Skenario Besar di Balik 'OTT' Wartawan Detik.com
Jurus black out dan framing, saat ini telah menjadi andalan dari inkumben. Dua jurus itu merupakan bagian dari agenda setting yang jauh-jauh hari sangat disadari oleh inkumben. Mereka sangat paham arti penting jargon "siapa yang mengendalikan media massa, maka dia juga mengendalikan pikiran publik". Karena itu dibuat skenario besar penguasaan media.
Aliansi Jurnalis Independen (AJI) memprotes "Operasi Tangkap Tangan" (OTT) wartawan detik.com yang kedapatan asyik memotret sampah, pada Aksi Bela Tauhid (ABT) Jumat (2/11). AJI menyebutnya sebagai intimidasi, menghalangi kebebasan media melakukan peliputan. Tindakan semacam itu bisa dipidanakan.
Sebaliknya Direktur Pemberitaan detik.com Achmad Ridwan Dalimunte mengakui wartawannya menyalahi standar operasi peliputan (SOP). "Yang bersangkutan wartawan baru," kilahnya. Dia ditugaskan meliput Aksi Bela Tauhid. Tentu saja bukan untuk meliput sampah yang berserakan.
Dalam sebuah negara demokrasi, kita tentu sepakat bahwa media harus dijamin kebebasan dalam melakukan peliputan. Media adalah pilar ke-empat demokrasi. Namun kebebasan seperti apa yang harus dijamin?
Benarkah media di Indonesia saat ini benar-benar bebas, dalam meliput? Lebih jauh lagi dalam situasi post truth, dimana fakta tidak lagi relevan, banyak mewarnai pemberitaan media kita, benarkah media telah dan dapat tetap menjunjung tinggi kebebasannya?
Mari kita telisik faktanya. Ketika ratusan anggota Badan Eksekutif Mahasiswa Seluruh Indonesia (BEM-SI) menggelar unjukrasa, Ahad (28/10) nyaris tak ada media mainstream yang memberitakannya. Silakan googling, hanya ada beberapa media yang meliput beritanya.

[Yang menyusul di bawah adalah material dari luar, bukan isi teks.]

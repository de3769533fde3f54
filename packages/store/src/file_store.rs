//! # Filesystem-backed entry store
//!
//! [`FileStore`] is an [`EntryStore`] implementation that persists the collection to
//! a single JSON file on the local filesystem. It is used on desktop platforms and as
//! the native fallback so entries survive app restarts.
//!
//! ## Layout
//!
//! ```text
//! <base_dir>/
//! └── <collection>.json     # pretty-printed array of entries, in store order
//! ```
//!
//! ## Writes
//!
//! Each write updates the in-memory collection, rewrites the file, and only then
//! publishes a snapshot. If the file cannot be written the collection is rolled back
//! and the caller gets [`StoreError::Io`], so subscribers never see a change that was
//! not persisted.
//!
//! ## Platform data directories
//!
//! Use [`dirs::data_dir()`](https://docs.rs/dirs) to obtain a platform-appropriate base:
//!
//! | Platform | Path |
//! |----------|------|
//! | macOS | `~/Library/Application Support/fragments/` |
//! | Linux | `~/.local/share/fragments/` |
//! | Windows | `C:\Users\<user>\AppData\Roaming\fragments\` |

use std::path::{Path, PathBuf};
use std::sync::{Arc, Mutex, MutexGuard};

use crate::collection::Collection;
use crate::error::StoreError;
use crate::models::{Entry, EntryFields};
use crate::repo::{EntryStore, Subscription};

/// Filesystem-backed EntryStore for desktop persistence.
#[derive(Clone, Debug)]
pub struct FileStore {
    path: PathBuf,
    collection: Arc<Mutex<Collection>>,
}

impl FileStore {
    /// Open (or lazily create) `<base>/<collection>.json`.
    pub fn open(base: impl AsRef<Path>, collection: &str) -> Result<Self, StoreError> {
        let path = base.as_ref().join(format!("{collection}.json"));
        let entries = read_entries(&path)?;
        tracing::debug!(path = %path.display(), entries = entries.len(), "opened file store");
        Ok(Self {
            path,
            collection: Arc::new(Mutex::new(Collection::with_entries(entries))),
        })
    }

    pub fn path(&self) -> &Path {
        &self.path
    }

    fn lock(&self) -> MutexGuard<'_, Collection> {
        self.collection
            .lock()
            .unwrap_or_else(|poisoned| poisoned.into_inner())
    }

    /// Run `change` against the collection and persist it, rolling back on failure.
    fn commit<T>(
        &self,
        change: impl FnOnce(&mut Collection) -> Result<T, StoreError>,
    ) -> Result<T, StoreError> {
        let mut collection = self.lock();
        let previous = collection.entries().to_vec();
        let value = change(&mut collection)?;
        if let Err(e) = write_entries(&self.path, collection.entries()) {
            collection.restore(previous);
            tracing::warn!(path = %self.path.display(), "failed to persist entries: {e}");
            return Err(e);
        }
        collection.publish();
        Ok(value)
    }
}

fn read_entries(path: &Path) -> Result<Vec<Entry>, StoreError> {
    match std::fs::read_to_string(path) {
        Ok(raw) if raw.trim().is_empty() => Ok(Vec::new()),
        Ok(raw) => Ok(serde_json::from_str(&raw)?),
        Err(e) if e.kind() == std::io::ErrorKind::NotFound => Ok(Vec::new()),
        Err(e) => Err(e.into()),
    }
}

fn write_entries(path: &Path, entries: &[Entry]) -> Result<(), StoreError> {
    if let Some(parent) = path.parent() {
        std::fs::create_dir_all(parent)?;
    }
    let json = serde_json::to_string_pretty(entries)?;
    // Write next to the target and rename so a crash never leaves half a file.
    let tmp = path.with_extension("json.tmp");
    std::fs::write(&tmp, json)?;
    std::fs::rename(&tmp, path)?;
    Ok(())
}

impl EntryStore for FileStore {
    fn subscribe(&self) -> Subscription {
        self.lock().subscribe()
    }

    async fn create(&self, fields: EntryFields) -> Result<String, StoreError> {
        self.commit(|collection| Ok(collection.insert(fields)))
    }

    async fn update(&self, id: &str, fields: EntryFields) -> Result<(), StoreError> {
        self.commit(|collection| collection.replace(id, fields))
    }

    async fn delete(&self, id: &str) -> Result<(), StoreError> {
        if self.lock().get(id).is_none() {
            return Ok(());
        }
        self.commit(|collection| {
            collection.remove(id);
            Ok(())
        })
    }
}
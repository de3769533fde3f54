use dioxus::prelude::*;

use crate::context::use_journal;
use crate::strings::strings;
use crate::views::ModalOverlay;

/// Second step of a delete. Shown while the session holds a pending delete.
#[component]
pub fn DeleteConfirm() -> Element {
    let ctx = use_journal();
    let mut journal = ctx.journal;
    let text = strings(ctx.config.read().locale);
    let busy = journal.read().is_deleting();

    rsx! {
        ModalOverlay {
            class: "confirm-card",
            on_close: move |_| journal.write().cancel_delete(),
            p { class: "confirm-message", "{text.confirm_delete}" }
            div {
                class: "editor-actions",
                button {
                    class: "button button--outline",
                    onclick: move |_| journal.write().cancel_delete(),
                    "{text.cancel}"
                }
                button {
                    class: "button button--danger",
                    disabled: busy,
                    onclick: move |_| ctx.confirm_delete(),
                    "{text.delete}"
                }
            }
        }
    }
}
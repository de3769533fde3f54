use dioxus::prelude::*;
use journal::format_long;

use crate::context::use_journal;
use crate::entry_card::EntryImage;
use crate::icons::{FaPen, FaTrash, FaXmark};
use crate::strings::strings;
use crate::views::ModalOverlay;
use crate::Icon;

/// Full view of the entry open in the reader.
#[component]
pub fn EntryReaderModal() -> Element {
    let ctx = use_journal();
    let mut journal = ctx.journal;
    let config = ctx.config.read().clone();
    let text = strings(config.locale);

    let Some(entry) = journal.read().reader().cloned() else {
        return rsx! {};
    };
    let admin = journal.read().is_admin();
    let date = format_long(&entry.display_date, config.locale);
    let image = entry.image_or(&config.default_image_url).to_string();
    let edit_id = entry.id.clone();
    let delete_id = entry.id.clone();

    rsx! {
        ModalOverlay {
            class: "reader-card",
            on_close: move |_| journal.write().close_reader(),
            EntryImage {
                key: "{image}",
                src: image.clone(),
                fallback: config.default_image_url.clone(),
                alt: entry.title.clone(),
            }
            article {
                class: "reader-body",
                time { class: "entry-date", datetime: "{entry.display_date}", "{date}" }
                h2 { class: "reader-title", "{entry.title}" }
                div { class: "reader-content", "{entry.content}" }
            }
            div {
                class: "reader-actions",
                if admin {
                    button {
                        class: "button button--outline",
                        onclick: move |_| {
                            let mut session = journal.write();
                            if let Err(e) = session.start_edit(&edit_id) {
                                tracing::warn!("cannot edit entry: {e}");
                            }
                        },
                        Icon { icon: FaPen, width: 12, height: 12 }
                        " {text.edit}"
                    }
                    button {
                        class: "button button--danger",
                        onclick: move |_| {
                            if let Err(e) = journal.write().ask_delete(&delete_id) {
                                tracing::warn!("cannot delete entry: {e}");
                            }
                        },
                        Icon { icon: FaTrash, width: 12, height: 12 }
                        " {text.delete}"
                    }
                }
                button {
                    class: "button button--ghost",
                    title: text.close,
                    onclick: move |_| journal.write().close_reader(),
                    Icon { icon: FaXmark, width: 14, height: 14 }
                }
            }
        }
    }
}
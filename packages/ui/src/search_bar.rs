use dioxus::prelude::*;

use crate::icons::FaMagnifyingGlass;
use crate::Icon;

#[component]
pub fn SearchBar(query: Signal<String>, placeholder: String) -> Element {
    let mut query = query;

    rsx! {
        label {
            class: "search-bar",
            Icon { icon: FaMagnifyingGlass, width: 14, height: 14 }
            input {
                r#type: "search",
                placeholder: "{placeholder}",
                value: "{query}",
                oninput: move |evt: FormEvent| query.set(evt.value()),
            }
        }
    }
}
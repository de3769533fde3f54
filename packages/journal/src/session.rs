//! # Journal session
//!
//! [`Journal`] is everything one open page knows: the published list, the editor,
//! the admin gate, which entry the reader shows, a delete waiting for confirmation,
//! who is signed in, and a dismissible notice.
//!
//! Writes go through the same begin/finish split as the editor so that a UI can hold
//! the session in reactive state and await the store on a spawned task. The `async`
//! helpers ([`Journal::submit`], [`Journal::confirm_delete`]) do both halves for code
//! that can hold `&mut Journal` across the await, such as tests.

use std::ops::ControlFlow;

use store::{Entry, EntryStore, SnapshotEvent, StoreError, User};

use crate::admin::{AdminGate, AnyCredential, CredentialCheck, GateOutcome};
use crate::config::{JournalConfig, ReadPolicy};
use crate::dates::Locale;
use crate::editor::{Committed, EntryEditor, Write};
use crate::error::JournalError;
use crate::search;
use crate::sync::{EntryList, ListState};

/// A message for the author that stays until dismissed.
#[derive(Clone, Debug, PartialEq)]
pub enum Notice {
    AdminRejected,
    SaveFailed(String),
    DeleteFailed(String),
    SignInFailed(String),
}

impl Notice {
    pub fn text(&self, locale: Locale) -> String {
        match (self, locale) {
            (Self::AdminRejected, Locale::PtPt) => "Palavra-passe incorreta.".to_string(),
            (Self::AdminRejected, Locale::En) => "Wrong password.".to_string(),
            (Self::SaveFailed(e), Locale::PtPt) => format!("Não foi possível guardar: {e}"),
            (Self::SaveFailed(e), Locale::En) => format!("Could not save: {e}"),
            (Self::DeleteFailed(e), Locale::PtPt) => format!("Não foi possível apagar: {e}"),
            (Self::DeleteFailed(e), Locale::En) => format!("Could not delete: {e}"),
            (Self::SignInFailed(e), Locale::PtPt) => format!("Falha ao iniciar sessão: {e}"),
            (Self::SignInFailed(e), Locale::En) => format!("Sign-in failed: {e}"),
        }
    }
}

#[derive(Clone, Debug)]
pub struct Journal<C> {
    list: EntryList,
    editor: EntryEditor,
    gate: AdminGate<C>,
    reader: Option<Entry>,
    pending_delete: Option<String>,
    deleting: bool,
    user: Option<User>,
    read_policy: ReadPolicy,
    default_image: String,
    notice: Option<Notice>,
}

impl Journal<AnyCredential> {
    pub fn from_config(config: &JournalConfig) -> Self {
        Self::new(
            config.credential.clone(),
            config.read_policy,
            config.default_image_url.clone(),
        )
    }
}
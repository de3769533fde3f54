use std::sync::atomic::{AtomicBool, Ordering};
use std::sync::{Arc, Mutex, MutexGuard};

use crate::collection::Collection;
use crate::error::StoreError;
use crate::models::{Entry, EntryFields};
use crate::repo::{EntryStore, Subscription};

/// In-memory EntryStore for testing and as a session-only fallback.
///
/// Clones share the same collection, so a clone handed to the UI sees the writes
/// made through any other clone.
#[derive(Clone, Debug, Default)]
pub struct MemoryStore {
    collection: Arc<Mutex<Collection>>,
    offline: Arc<AtomicBool>,
}

impl MemoryStore {
    pub fn new() -> Self {
        Self::default()
    }

    /// While offline every write fails with [`StoreError::Unavailable`].
    pub fn set_offline(&self, offline: bool) {
        self.offline.store(offline, Ordering::SeqCst);
    }

    /// Push `error` to every live subscription and end them.
    pub fn fail_subscriptions(&self, error: StoreError) {
        self.lock().fail(error);
    }

    /// Number of subscriptions that have not been torn down.
    pub fn subscriber_count(&self) -> usize {
        self.lock().live_listeners()
    }

    /// Current listing in store order.
    pub fn entries(&self) -> Vec<Entry> {
        self.lock().entries().to_vec()
    }

    fn lock(&self) -> MutexGuard<'_, Collection> {
        // A panic while holding the lock leaves the Vec intact; keep serving it.
        self.collection
            .lock()
            .unwrap_or_else(|poisoned| poisoned.into_inner())
    }

    fn check_online(&self) -> Result<(), StoreError> {
        if self.offline.load(Ordering::SeqCst) {
            return Err(StoreError::Unavailable("store is offline".to_string()));
        }
        Ok(())
    }
}

impl EntryStore for MemoryStore {
    fn subscribe(&self) -> Subscription {
        self.lock().subscribe()
    }

    async fn create(&self, fields: EntryFields) -> Result<String, StoreError> {
        self.check_online()?;
        let mut collection = self.lock();
        let id = collection.insert(fields);
        collection.publish();
        Ok(id)
    }

    async fn update(&self, id: &str, fields: EntryFields) -> Result<(), StoreError> {
        self.check_online()?;
        let mut collection = self.lock();
        collection.replace(id, fields)?;
        collection.publish();
        Ok(())
    }

    async fn delete(&self, id: &str) -> Result<(), StoreError> {
        self.check_online()?;
        let mut collection = self.lock();
        if collection.remove(id) {
            collection.publish();
        }
        Ok(())
    }
}
//! # IndexedDB entry store: browser-side persistence
//!
//! [`IdbStore`] is the [`EntryStore`] implementation used on the **web platform**.
//! It persists entries into the browser's IndexedDB via the [`rexie`] crate, so the
//! journal keeps its fragments across page reloads without any server of its own.
//!
//! ## Database schema
//!
//! One IndexedDB database per collection, named `"fragments-<collection>"`
//! (version 1), with a single object store:
//!
//! | IndexedDB store | Key | Value |
//! |-----------------|-----|-------|
//! | `"entries"` | entry id | the [`Entry`] serialised via `serde_wasm_bindgen` |
//!
//! ## Snapshots
//!
//! [`IdbStore::open`] reads the whole object store once into an in-memory
//! collection. Subscriptions are served from that copy; every successful write goes
//! to IndexedDB first and is then applied to the copy and published.
//!
//! Writes are queued one at a time, so an update and a delete of the same entry
//! cannot interleave and leave a deleted row behind in IndexedDB.
//!
//! ## Connection management
//!
//! A fresh [`Rexie`] connection is opened for each operation, since `Rexie` does not
//! implement `Clone` and the browser caches IndexedDB connections internally.

use std::sync::{Arc, Mutex, MutexGuard};

use chrono::Utc;
use rexie::{ObjectStore as RexieObjectStore, Rexie, TransactionMode};
use uuid::Uuid;
use wasm_bindgen::JsValue;

use crate::collection::{Collection, WriteQueue};
use crate::error::StoreError;
use crate::models::{Entry, EntryFields};
use crate::repo::{EntryStore, Subscription};

const DB_PREFIX: &str = "fragments";
const DB_VERSION: u32 = 1;
const ENTRIES_STORE: &str = "entries";

fn idb_error(e: rexie::Error) -> StoreError {
    StoreError::Backend(format!("indexeddb: {e}"))
}

fn js_error(e: serde_wasm_bindgen::Error) -> StoreError {
    StoreError::Backend(format!("indexeddb value: {e}"))
}

/// IndexedDB-backed EntryStore for the web platform.
#[derive(Clone)]
pub struct IdbStore {
    db_name: String,
    collection: Arc<Mutex<Collection>>,
    writes: WriteQueue,
}

impl IdbStore {
    /// Open the database for `collection` and load its entries.
    pub async fn open(collection: &str) -> Result<Self, StoreError> {
        let db_name = format!("{DB_PREFIX}-{collection}");
        let store = Self {
            db_name,
            collection: Arc::default(),
            writes: WriteQueue::default(),
        };
        let entries = store.load_all().await?;
        store.lock().restore(entries);
        Ok(store)
    }

    async fn open_db(&self) -> Result<Rexie, StoreError> {
        Rexie::builder(&self.db_name)
            .version(DB_VERSION)
            .add_object_store(RexieObjectStore::new(ENTRIES_STORE))
            .build()
            .await
            .map_err(idb_error)
    }

    fn lock(&self) -> MutexGuard<'_, Collection> {
        self.collection
            .lock()
            .unwrap_or_else(|poisoned| poisoned.into_inner())
    }

    async fn load_all(&self) -> Result<Vec<Entry>, StoreError> {
        let db = self.open_db().await?;
        let tx = db
            .transaction(&[ENTRIES_STORE], TransactionMode::ReadOnly)
            .map_err(idb_error)?;
        let store = tx.store(ENTRIES_STORE).map_err(idb_error)?;
        let rows = store
            .get_all(None, None, None, None)
            .await
            .map_err(idb_error)?;

        let mut entries = Vec::with_capacity(rows.len());
        for (_, value) in rows {
            match serde_wasm_bindgen::from_value::<Entry>(value) {
                Ok(entry) => entries.push(entry),
                Err(e) => tracing::warn!("skipping unreadable entry: {e}"),
            }
        }
        // IndexedDB returns rows by key; keep insertion order like the other stores.
        entries.sort_by(|a, b| a.created_at.cmp(&b.created_at));
        Ok(entries)
    }

    async fn put(&self, entry: &Entry) -> Result<(), StoreError> {
        let db = self.open_db().await?;
        let tx = db
            .transaction(&[ENTRIES_STORE], TransactionMode::ReadWrite)
            .map_err(idb_error)?;
        let store = tx.store(ENTRIES_STORE).map_err(idb_error)?;

        let key = JsValue::from_str(&entry.id);
        let value = serde_wasm_bindgen::to_value(entry).map_err(js_error)?;
        store.put(&value, Some(&key)).await.map_err(idb_error)?;
        tx.done().await.map_err(idb_error)?;
        Ok(())
    }

    async fn remove(&self, id: &str) -> Result<(), StoreError> {
        let db = self.open_db().await?;
        let tx = db
            .transaction(&[ENTRIES_STORE], TransactionMode::ReadWrite)
            .map_err(idb_error)?;
        let store = tx.store(ENTRIES_STORE).map_err(idb_error)?;

        store
            .delete(JsValue::from_str(id))
            .await
            .map_err(idb_error)?;
        tx.done().await.map_err(idb_error)?;
        Ok(())
    }
}

impl EntryStore for IdbStore {
    fn subscribe(&self) -> Subscription {
        self.lock().subscribe()
    }

    async fn create(&self, fields: EntryFields) -> Result<String, StoreError> {
        let _turn = self.writes.turn().await;
        let id = Uuid::new_v4().simple().to_string();
        let entry = Entry::from_fields(id.clone(), fields, Some(Utc::now()));
        self.put(&entry).await?;

        let mut collection = self.lock();
        let mut entries = collection.entries().to_vec();
        entries.push(entry);
        collection.restore(entries);
        collection.publish();
        Ok(id)
    }

    async fn update(&self, id: &str, fields: EntryFields) -> Result<(), StoreError> {
        let _turn = self.writes.turn().await;
        let mut entry = self
            .lock()
            .get(id)
            .cloned()
            .ok_or_else(|| StoreError::NotFound(id.to_string()))?;
        entry.apply(fields.clone());
        self.put(&entry).await?;

        let mut collection = self.lock();
        collection.replace(id, fields)?;
        collection.publish();
        Ok(())
    }

    async fn delete(&self, id: &str) -> Result<(), StoreError> {
        let _turn = self.writes.turn().await;
        self.remove(id).await?;

        let mut collection = self.lock();
        if collection.remove(id) {
            collection.publish();
        }
        Ok(())
    }
}
//! This crate contains all shared UI for the workspace.

use dioxus::prelude::*;

// Re-export icon library
pub use dioxus_free_icons::Icon;
pub mod icons {
    pub use dioxus_free_icons::icons::fa_solid_icons::*;
}

mod backend;
pub use backend::{open_store, AppStore};

mod context;
pub use context::{use_journal, JournalContext, JournalProvider, Session};

pub mod strings;

pub mod views;

pub const JOURNAL_CSS: Asset = asset!("/assets/journal.css");

mod entry_card;
pub use entry_card::{EntryCard, EntryImage, Gallery};

mod entry_editor;
pub use entry_editor::EntryEditorModal;

mod entry_reader;
pub use entry_reader::EntryReaderModal;

mod admin_toggle;
pub use admin_toggle::AdminToggle;

mod delete_confirm;
pub use delete_confirm::DeleteConfirm;

mod notice_banner;
pub use notice_banner::NoticeBanner;

mod search_bar;
pub use search_bar::SearchBar;
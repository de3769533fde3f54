//! # Admin gate: showing or hiding the write affordances
//!
//! The gate is a single boolean toggled by a password prompt. It only decides what the
//! UI shows; whatever the backend allows is enforced (or not) by the backend itself.
//!
//! How a candidate password is checked is pluggable through [`CredentialCheck`]:
//!
//! | Check | Compares against |
//! |-------|------------------|
//! | [`SharedSecret`] | a plaintext secret, exact string equality |
//! | [`HashedSecret`] | an Argon2id PHC string, so a client bundle never carries the plaintext |
//! | [`Locked`] | nothing; every attempt is rejected |
//!
//! [`hash_secret`] produces the PHC string to put in `JOURNAL_ADMIN_SECRET_HASH`.

use argon2::{
    password_hash::{PasswordHash, PasswordHasher, PasswordVerifier, SaltString},
    Argon2,
};
use rand::rngs::OsRng;

use crate::error::AdminError;

/// Decides whether a candidate password unlocks admin mode.
pub trait CredentialCheck {
    fn verify(&self, candidate: &str) -> Result<bool, AdminError>;
}

/// Exact comparison with a configured secret.
#[derive(Clone, Debug, PartialEq, Eq)]
pub struct SharedSecret(String);

impl SharedSecret {
    pub fn new(secret: impl Into<String>) -> Self {
        Self(secret.into())
    }
}

impl CredentialCheck for SharedSecret {
    fn verify(&self, candidate: &str) -> Result<bool, AdminError> {
        Ok(candidate == self.0)
    }
}

/// Argon2id verification against a PHC-format hash.
#[derive(Clone, Debug, PartialEq, Eq)]
pub struct HashedSecret(String);

impl HashedSecret {
    /// Wrap a PHC string, rejecting one that does not parse.
    pub fn new(phc: impl Into<String>) -> Result<Self, AdminError> {
        let phc = phc.into();
        PasswordHash::new(&phc).map_err(|e| AdminError::InvalidHash(e.to_string()))?;
        Ok(Self(phc))
    }
}

impl CredentialCheck for HashedSecret {
    fn verify(&self, candidate: &str) -> Result<bool, AdminError> {
        let parsed =
            PasswordHash::new(&self.0).map_err(|e| AdminError::InvalidHash(e.to_string()))?;
        Ok(Argon2::default()
            .verify_password(candidate.as_bytes(), &parsed)
            .is_ok())
    }
}

/// No secret configured: the journal is read-only.
#[derive(Clone, Copy, Debug, Default, PartialEq, Eq)]
pub struct Locked;

impl CredentialCheck for Locked {
    fn verify(&self, _candidate: &str) -> Result<bool, AdminError> {
        Ok(false)
    }
}

/// Whichever check the configuration selected.
#[derive(Clone, Debug, PartialEq, Eq)]
pub enum AnyCredential {
    Shared(SharedSecret),
    Hashed(HashedSecret),
    Locked(Locked),
}

impl CredentialCheck for AnyCredential {
    fn verify(&self, candidate: &str) -> Result<bool, AdminError> {
        match self {
            Self::Shared(check) => check.verify(candidate),
            Self::Hashed(check) => check.verify(candidate),
            Self::Locked(check) => check.verify(candidate),
        }
    }
}

/// Hash a secret using Argon2id. Returns a PHC-format string.
pub fn hash_secret(secret: &str) -> Result<String, AdminError> {
    let salt = SaltString::generate(&mut OsRng);
    let hash = Argon2::default()
        .hash_password(secret.as_bytes(), &salt)
        .map_err(|e| AdminError::Hashing(e.to_string()))?;
    Ok(hash.to_string())
}

/// Result of one press of the admin toggle.
#[derive(Clone, Copy, Debug, PartialEq, Eq)]
pub enum GateOutcome {
    /// Correct password; write affordances are now visible.
    Enabled,
    /// Admin mode was on and has been switched off.
    Disabled,
    /// Wrong password. Nothing changed, but the user should be told.
    Rejected,
    /// Prompt cancelled or left empty. Nothing changed.
    Unchanged,
}

/// The admin flag plus the check that guards it.
#[derive(Clone, Debug)]
pub struct AdminGate<C> {
    check: C,
    active: bool,
}

impl<C: CredentialCheck> AdminGate<C> {
    pub fn new(check: C) -> Self {
        Self {
            check,
            active: false,
        }
    }

    pub fn is_active(&self) -> bool {
        self.active
    }

    /// Whether pressing the toggle now needs a password.
    pub fn needs_prompt(&self) -> bool {
        !self.active
    }

    /// Press the toggle. `response` is what the prompt returned, `None` if cancelled.
    ///
    /// When admin mode is on the response is ignored and admin mode turns off.
    pub fn toggle(&mut self, response: Option<&str>) -> GateOutcome {
        if self.active {
            self.active = false;
            return GateOutcome::Disabled;
        }
        let Some(candidate) = response.filter(|r| !r.is_empty()) else {
            return GateOutcome::Unchanged;
        };
        match self.check.verify(candidate) {
            Ok(true) => {
                self.active = true;
                tracing::info!("admin mode enabled");
                GateOutcome::Enabled
            }
            Ok(false) => {
                tracing::warn!("admin password rejected");
                GateOutcome::Rejected
            }
            Err(e) => {
                tracing::error!("admin check failed: {e}");
                GateOutcome::Rejected
            }
        }
    }
}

Sebagian besar bukan media arus utama.
Berita itu hanya heboh di medsos. Mengapa? Karena aksi itu dilakukan untuk mengevaluasi empat tahun pemerintahan Jokowi yang dinilai gagal.
Kisah serupa nyaris terulang ketika ribuan guru honorer kriteria II (K2) melakukan unjukrasa di Istana Presiden. Mesin pencari percakapan drone emprit mencatat hanya dua media yang memberitakan aksi tersebut pada hari pertama, Rabu (31/10). Yakni Radio Elshinta dan Radio Sonora.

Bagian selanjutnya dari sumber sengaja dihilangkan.